On October 22, 2020, the City was notified that it reached “red-alert” status per the State Department of Health. The alert is based on having more than 15 positive COVID-19 cases per 100,000 residents over a two week period. The State DPH reports Norwalk having 18.9 cases per 100,000 residents for the time period of 10/4 – 10/17.
“We’ve been staying on top of the case trends and saw this increase coming. That is why we proactively implemented the state’s recommendations for communities in a red-alert level well before this notification,” Mayor Rilling said. “We have upped our testing, sent out more community messages, and discouraged public events and non-essential trips. This is a serious situation and we must remain vigilant. I am asking for the public’s help to slow this virus down. Please avoid parties and gatherings, always wear a face covering, and keep your social distance.”

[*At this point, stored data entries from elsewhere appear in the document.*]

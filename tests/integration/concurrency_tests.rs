//! Concurrency regression tests
//!
//! Eight threads hammer the controller; checks must stay fast and never over-admit.

#[cfg(test)]
mod tests {
    use crate::common::{base_config, config_with_scope, manual_controller};
    use std::sync::atomic::{AtomicU64, Ordering};
    use std::sync::{Arc, Barrier};
    use std::thread;
    use std::time::{Duration, Instant};
    use venom_traffic::config::models::BucketPolicy;
    use venom_traffic::{Decision, RateLimiter, SystemClock, TrafficController};

    const THREADS: usize = 8;

    /// Order of magnitude below the shared-scope reference of ~22k checks/s
    const SHARED_SCOPE_FLOOR_OPS: f64 = 2_200.0;

    fn run_threads<F>(f: F) -> Vec<u64>
    where
        F: Fn(usize) -> u64 + Send + Sync + 'static,
    {
        let f = Arc::new(f);
        let barrier = Arc::new(Barrier::new(THREADS));
        let handles: Vec<_> = (0..THREADS)
            .map(|i| {
                let f = f.clone();
                let barrier = barrier.clone();
                thread::spawn(move || {
                    barrier.wait();
                    f(i)
                })
            })
            .collect();
        handles.into_iter().map(|h| h.join().unwrap()).collect()
    }

    #[test]
    fn test_shared_scope_throughput_floor() {
        let mut config = base_config();
        config.anti_loop.hard_cap = u64::MAX / 2;
        config.outbound.default = BucketPolicy::new(u32::MAX, 1_000_000.0);
        let controller = Arc::new(TrafficController::new(config).unwrap());
        let per_thread = 5_000u64;

        let started = Instant::now();
        let c = controller.clone();
        let allowed: u64 = run_threads(move |_| {
            (0..per_thread)
                .filter(|_| c.check_outbound_request("github:get").is_allowed())
                .count() as u64
        })
        .into_iter()
        .sum();
        let elapsed = started.elapsed().as_secs_f64();

        let total = per_thread * THREADS as u64;
        assert_eq!(allowed, total);
        let ops_per_sec = total as f64 / elapsed;
        assert!(
            ops_per_sec >= SHARED_SCOPE_FLOOR_OPS,
            "throughput collapsed: {:.0} ops/s",
            ops_per_sec
        );
    }

    #[test]
    fn test_tokens_conserved_under_contention() {
        let (controller, _clock) = manual_controller(config_with_scope("github:get", 1000, 1.0));

        let c = controller.clone();
        let allowed: u64 = run_threads(move |_| {
            (0..500)
                .filter(|_| c.check_outbound_request("github:get").is_allowed())
                .count() as u64
        })
        .into_iter()
        .sum();

        // The clock never moves, so exactly the initial tokens are handed out.
        assert_eq!(allowed, 1000);
        let bucket = controller
            .scope_metrics("github:get")
            .and_then(|m| m.bucket)
            .unwrap();
        assert!(bucket.tokens_remaining >= 0.0);
        assert!(bucket.tokens_remaining < 1.0);
    }

    #[test]
    fn test_distinct_scopes_do_not_contend_for_tokens() {
        let limiter = Arc::new(RateLimiter::new(Arc::new(SystemClock)));
        let policy = BucketPolicy::new(100, 0.001);

        let l = limiter.clone();
        let per_scope = run_threads(move |i| {
            let scope = format!("provider{}:get", i);
            (0..150).filter(|_| l.allow(&scope, &policy)).count() as u64
        });

        // Each thread owns its scope; refill during the test adds at most one token.
        for allowed in per_scope {
            assert!((100..=101).contains(&allowed), "allowed {}", allowed);
        }
        assert_eq!(limiter.len(), THREADS);
    }

    #[test]
    fn test_single_half_open_probe_under_race() {
        let mut config = base_config();
        config.circuit_breaker.failure_threshold = 1;
        config.circuit_breaker.cooldown_secs = 10;
        let (controller, clock) = manual_controller(config);

        controller.check_outbound_request("openai:post");
        controller.record_outbound_response("openai:post", false, Duration::ZERO);
        clock.advance(Duration::from_secs(10));

        let probes = Arc::new(AtomicU64::new(0));
        let c = controller.clone();
        let p = probes.clone();
        let outcomes = run_threads(move |_| {
            let decision = c.check_outbound_request("openai:post");
            if matches!(decision, Decision::Probe { .. }) {
                p.fetch_add(1, Ordering::SeqCst);
                1
            } else {
                assert!(matches!(decision, Decision::CircuitOpen { .. }));
                0
            }
        });

        assert_eq!(outcomes.iter().sum::<u64>(), 1);
        assert_eq!(probes.load(Ordering::SeqCst), 1);
    }

    #[tokio::test(flavor = "multi_thread", worker_threads = 4)]
    async fn test_async_callers_share_inbound_bucket() {
        let mut config = base_config();
        config
            .inbound
            .groups
            .insert("chat".to_string(), BucketPolicy::new(50, 0.001));
        let controller = Arc::new(TrafficController::new(config).unwrap());

        let tasks: Vec<_> = (0..16)
            .map(|_| {
                let controller = controller.clone();
                tokio::spawn(async move {
                    (0..10)
                        .filter(|_| {
                            controller
                                .check_inbound_request("chat", Some("u1"), None, None)
                                .is_allowed()
                        })
                        .count()
                })
            })
            .collect();

        let mut allowed = 0;
        for task in tasks {
            allowed += task.await.unwrap();
        }
        assert!((50..=51).contains(&allowed), "allowed {}", allowed);
    }
}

Last week, the State unveiled its COVID-19 alert map, which is updated each week. Norwalk is one of 19 communities listed in a “red-alert” category by DPH this week, up from 11 communities last week. There are also now 23 communities in the “orange-alert” category, up from 14 last week.
The DPH has a list of recommendations for communities in a yellow, orange, or red status. Norwalk has already implemented a majority of the recommendations from the DPH, including encouraging high risk individuals to stay home, issuing CodeRED calls, and discouraging gatherings and events, such as for Halloween.
Communities in a “red-alert” status have an option to roll back from Phase 3 into Phase 2. Some differences between the two phases relate to capacity, and allow for an increase in indoor capacity at restaurants, personal services, events, private gatherings, and recreational events. Mayor Rilling will be discussing this with his staff and neighboring communities on Friday, October 23, with a decision expected before the weekend.
“I will make tough decisions to keep the community safe, but right now, the data isn’t telling us that Phase 3 is causing increased cases in the community. What we are seeing is people being too relaxed and not following public health guidelines,” Mayor Rilling said. “Having an individual community make this decision doesn’t make much sense in a state as small as Connecticut. Our residents work in other towns, commute across the state, and visit other attractions and restaurants. If we roll back to Phase 2, I fear that will not help keep Norwalk residents healthy, and will just hurt our local businesses. I hope the state will reconsider this town-by-town approach before things get much worse.”
Throughout the pandemic, the Norwalk Health Department and Norwalk Police Department have conducted spot checks of local businesses to ensure compliance with the reopening guidelines outlined by the state. Most issues have been minor, and have been easily corrected with help from the Health Department.